■ **TASK DESCRIPTION**
Report how many lines in the records below contain the word "ConnectionDescriptor". Nothing else belongs in the answer.

** DATASET EXCERPTS follows **

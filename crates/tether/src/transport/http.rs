//! HTTP(S) transport: each flush POSTs the buffered request and buffers the
//! response body for reading.

use std::io::{self, Cursor, Read, Write};
use std::mem;
use std::time::Duration;

use reqwest::blocking::Client;
use reqwest::header::{ACCEPT, CONTENT_TYPE};
use tether_config::{ConnectionDescriptor, Endpoint};
use tracing::debug;

use super::{TRANSPORT_TARGET, Transport, address_of};
use crate::error::TransportError;

/// Media type used for Thrift payloads over HTTP.
pub const THRIFT_CONTENT_TYPE: &str = "application/x-thrift";

/// Transport for `http` and `https` URIs.
///
/// Opening prepares a client without contacting the server, so an open HTTP
/// transport says nothing about the server's reachability.
pub struct HttpTransport {
    endpoint: Endpoint,
    address: String,
    timeout: Option<Duration>,
    client: Option<Client>,
    request: Vec<u8>,
    response: Cursor<Vec<u8>>,
}

impl HttpTransport {
    /// Closed transport posting to the descriptor's URL.
    #[must_use]
    pub fn new(descriptor: &ConnectionDescriptor, timeout: Option<Duration>) -> Self {
        Self {
            endpoint: descriptor.endpoint().clone(),
            address: address_of(descriptor),
            timeout,
            client: None,
            request: Vec::new(),
            response: Cursor::new(Vec::new()),
        }
    }

    fn client(&self) -> io::Result<&Client> {
        self.client
            .as_ref()
            .ok_or_else(|| io::Error::new(io::ErrorKind::NotConnected, "transport is not open"))
    }

    fn reset_buffers(&mut self) {
        self.request.clear();
        self.response = Cursor::new(Vec::new());
    }
}

impl Transport for HttpTransport {
    fn open(&mut self) -> Result<(), TransportError> {
        if self.client.is_some() {
            return Err(TransportError::AlreadyOpen {
                address: self.address.clone(),
            });
        }
        let mut builder = Client::builder();
        if let Some(timeout) = self.timeout {
            builder = builder.timeout(timeout).connect_timeout(timeout);
        }
        let client = builder.build().map_err(|source| TransportError::Http {
            address: self.address.clone(),
            source,
        })?;
        self.reset_buffers();
        self.client = Some(client);
        Ok(())
    }

    fn close(&mut self) -> Result<(), TransportError> {
        if self.client.take().is_none() {
            return Err(TransportError::NotOpen {
                address: self.address.clone(),
            });
        }
        self.reset_buffers();
        Ok(())
    }

    fn is_open(&self) -> bool {
        self.client.is_some()
    }

    fn endpoint(&self) -> &Endpoint {
        &self.endpoint
    }

    fn describe(&self) -> String {
        match &self.endpoint {
            Endpoint::Http { url, .. } => url.scheme().to_owned(),
            _ => String::from("http"),
        }
    }
}

impl Read for HttpTransport {
    fn read(&mut self, buf: &mut [u8]) -> io::Result<usize> {
        self.client()?;
        self.response.read(buf)
    }
}

impl Write for HttpTransport {
    fn write(&mut self, buf: &[u8]) -> io::Result<usize> {
        self.client()?;
        self.request.extend_from_slice(buf);
        Ok(buf.len())
    }

    fn flush(&mut self) -> io::Result<()> {
        if self.request.is_empty() {
            return Ok(());
        }
        let Endpoint::Http { url, .. } = &self.endpoint else {
            return Err(io::Error::new(
                io::ErrorKind::Unsupported,
                format!("{} is not an HTTP endpoint", self.address),
            ));
        };
        let body = mem::take(&mut self.request);
        let sent = body.len();
        let response = self
            .client()?
            .post(url.clone())
            .header(CONTENT_TYPE, THRIFT_CONTENT_TYPE)
            .header(ACCEPT, THRIFT_CONTENT_TYPE)
            .body(body)
            .send()
            .and_then(reqwest::blocking::Response::error_for_status)
            .map_err(io::Error::other)?;
        let payload = response.bytes().map_err(io::Error::other)?;
        debug!(
            target: TRANSPORT_TARGET,
            address = %self.address,
            sent,
            received = payload.len(),
            "HTTP exchange completed"
        );
        self.response = Cursor::new(payload.to_vec());
        Ok(())
    }
}
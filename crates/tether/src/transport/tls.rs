//! TLS over TCP and filesystem sockets.
//!
//! CA material is loaded when the transport is built so misconfiguration
//! fails at construction rather than on the first request. The handshake
//! completes inside [`Transport::open`].

use std::fs::File;
use std::io::{self, BufReader, Read, Write};
use std::sync::Arc;
use std::time::Duration;

use camino::Utf8Path;
use rustls::client::danger::{HandshakeSignatureValid, ServerCertVerified, ServerCertVerifier};
use rustls::crypto::{CryptoProvider, verify_tls12_signature, verify_tls13_signature};
use rustls::pki_types::{CertificateDer, ServerName, UnixTime};
use rustls::{
    ClientConfig, ClientConnection, DigitallySignedStruct, RootCertStore, SignatureScheme,
    StreamOwned,
};
use tether_config::{ConnectionDescriptor, Endpoint, TlsOptions};
use tracing::{debug, warn};

use super::stream::SocketStream;
use super::{TRANSPORT_TARGET, Transport, address_of};
use crate::error::{CertificateError, TransportError};

/// Server name presented for filesystem sockets, which carry no host.
pub const SOCKET_FILE_SERVER_NAME: &str = "localhost";

type TlsStream = StreamOwned<ClientConnection, SocketStream>;

/// Encrypted socket transport for `tcps` and `unixs` URIs.
pub struct TlsSocketTransport {
    endpoint: Endpoint,
    address: String,
    timeout: Option<Duration>,
    config: Arc<ClientConfig>,
    server_name: ServerName<'static>,
    stream: Option<TlsStream>,
}

impl TlsSocketTransport {
    /// Closed transport with TLS settings resolved from the descriptor.
    ///
    /// # Errors
    ///
    /// Returns [`CertificateError`] when validation is enabled and the CA
    /// bundle is missing, unreadable, or empty.
    pub fn new(
        descriptor: &ConnectionDescriptor,
        timeout: Option<Duration>,
    ) -> Result<Self, CertificateError> {
        let endpoint = descriptor.endpoint().clone();
        let server_name = server_name_for(&endpoint)?;
        let config = client_config(descriptor.tls())?;
        Ok(Self {
            endpoint,
            address: address_of(descriptor),
            timeout,
            config,
            server_name,
            stream: None,
        })
    }

    fn stream_mut(&mut self) -> io::Result<&mut TlsStream> {
        self.stream
            .as_mut()
            .ok_or_else(|| io::Error::new(io::ErrorKind::NotConnected, "transport is not open"))
    }

    fn handshake(&self) -> Result<TlsStream, TransportError> {
        let mut socket = SocketStream::connect(&self.endpoint, self.timeout).map_err(|source| {
            TransportError::Connect {
                address: self.address.clone(),
                source,
            }
        })?;
        let handshake_error = |source: io::Error| TransportError::Handshake {
            address: self.address.clone(),
            source,
        };
        let mut connection =
            ClientConnection::new(Arc::clone(&self.config), self.server_name.clone())
                .map_err(|error| handshake_error(io::Error::other(error)))?;
        while connection.is_handshaking() {
            connection
                .complete_io(&mut socket)
                .map_err(handshake_error)?;
        }
        Ok(StreamOwned::new(connection, socket))
    }
}

impl Transport for TlsSocketTransport {
    fn open(&mut self) -> Result<(), TransportError> {
        if self.stream.is_some() {
            return Err(TransportError::AlreadyOpen {
                address: self.address.clone(),
            });
        }
        let stream = self.handshake()?;
        debug!(
            target: TRANSPORT_TARGET,
            address = %self.address,
            protocol = ?stream.conn.protocol_version(),
            "TLS session established"
        );
        self.stream = Some(stream);
        Ok(())
    }

    fn close(&mut self) -> Result<(), TransportError> {
        let Some(mut stream) = self.stream.take() else {
            return Err(TransportError::NotOpen {
                address: self.address.clone(),
            });
        };
        stream.conn.send_close_notify();
        let notified = flush_tls(&mut stream);
        let shutdown = stream.sock.shutdown();
        notified
            .and(shutdown)
            .map_err(|source| TransportError::Close {
                address: self.address.clone(),
                source,
            })
    }

    fn is_open(&self) -> bool {
        self.stream.is_some()
    }

    fn endpoint(&self) -> &Endpoint {
        &self.endpoint
    }

    fn describe(&self) -> String {
        match self.endpoint {
            Endpoint::Unix { .. } => String::from("unixs"),
            _ => String::from("tcps"),
        }
    }
}

impl Read for TlsSocketTransport {
    fn read(&mut self, buf: &mut [u8]) -> io::Result<usize> {
        self.stream_mut()?.read(buf)
    }
}

impl Write for TlsSocketTransport {
    fn write(&mut self, buf: &[u8]) -> io::Result<usize> {
        self.stream_mut()?.write(buf)
    }

    fn flush(&mut self) -> io::Result<()> {
        self.stream_mut()?.flush()
    }
}

fn flush_tls(stream: &mut TlsStream) -> io::Result<()> {
    while stream.conn.wants_write() {
        stream.conn.write_tls(&mut stream.sock)?;
    }
    stream.sock.flush()
}

fn server_name_for(endpoint: &Endpoint) -> Result<ServerName<'static>, CertificateError> {
    let host = match endpoint {
        Endpoint::Tcp { host, .. } | Endpoint::Http { host, .. } => host.as_str(),
        Endpoint::Unix { .. } => SOCKET_FILE_SERVER_NAME,
    };
    ServerName::try_from(host.to_owned()).map_err(|_| CertificateError::ServerName {
        host: host.to_owned(),
    })
}

/// Builds the rustls client configuration for the given options.
///
/// With validation on, the CA bundle becomes the only trust root. With it
/// off, any certificate chain is accepted but handshake signatures are still
/// checked.
pub(crate) fn client_config(tls: &TlsOptions) -> Result<Arc<ClientConfig>, CertificateError> {
    let provider = Arc::new(rustls::crypto::ring::default_provider());
    let builder = ClientConfig::builder_with_provider(Arc::clone(&provider))
        .with_safe_default_protocol_versions()
        .map_err(CertificateError::Config)?;

    let config = if tls.validate {
        let path = tls
            .ca_path
            .as_deref()
            .ok_or(CertificateError::MissingCaPath)?;
        builder
            .with_root_certificates(load_roots(path)?)
            .with_no_client_auth()
    } else {
        warn!(
            target: TRANSPORT_TARGET,
            "TLS certificate validation is disabled"
        );
        builder
            .dangerous()
            .with_custom_certificate_verifier(Arc::new(AcceptAnyCertificate { provider }))
            .with_no_client_auth()
    };
    Ok(Arc::new(config))
}

fn load_roots(path: &Utf8Path) -> Result<RootCertStore, CertificateError> {
    let unreadable = |source| CertificateError::Unreadable {
        path: path.to_path_buf(),
        source,
    };
    let mut reader = BufReader::new(File::open(path).map_err(unreadable)?);
    let mut roots = RootCertStore::empty();
    for certificate in rustls_pemfile::certs(&mut reader) {
        roots
            .add(certificate.map_err(unreadable)?)
            .map_err(|source| CertificateError::Rejected {
                path: path.to_path_buf(),
                source,
            })?;
    }
    if roots.is_empty() {
        return Err(CertificateError::NoCertificates {
            path: path.to_path_buf(),
        });
    }
    debug!(
        target: TRANSPORT_TARGET,
        ca_path = %path,
        roots = roots.len(),
        "loaded CA bundle"
    );
    Ok(roots)
}

#[derive(Debug)]
struct AcceptAnyCertificate {
    provider: Arc<CryptoProvider>,
}

impl ServerCertVerifier for AcceptAnyCertificate {
    fn verify_server_cert(
        &self,
        _end_entity: &CertificateDer<'_>,
        _intermediates: &[CertificateDer<'_>],
        _server_name: &ServerName<'_>,
        _ocsp_response: &[u8],
        _now: UnixTime,
    ) -> Result<ServerCertVerified, rustls::Error> {
        Ok(ServerCertVerified::assertion())
    }

    fn verify_tls12_signature(
        &self,
        message: &[u8],
        cert: &CertificateDer<'_>,
        dss: &DigitallySignedStruct,
    ) -> Result<HandshakeSignatureValid, rustls::Error> {
        verify_tls12_signature(
            message,
            cert,
            dss,
            &self.provider.signature_verification_algorithms,
        )
    }

    fn verify_tls13_signature(
        &self,
        message: &[u8],
        cert: &CertificateDer<'_>,
        dss: &DigitallySignedStruct,
    ) -> Result<HandshakeSignatureValid, rustls::Error> {
        verify_tls13_signature(
            message,
            cert,
            dss,
            &self.provider.signature_verification_algorithms,
        )
    }

    fn supported_verify_schemes(&self) -> Vec<SignatureScheme> {
        self.provider
            .signature_verification_algorithms
            .supported_schemes()
    }
}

** End of DATASET EXCERPTS **

■ **RESULT OF THE EXERCISE**
4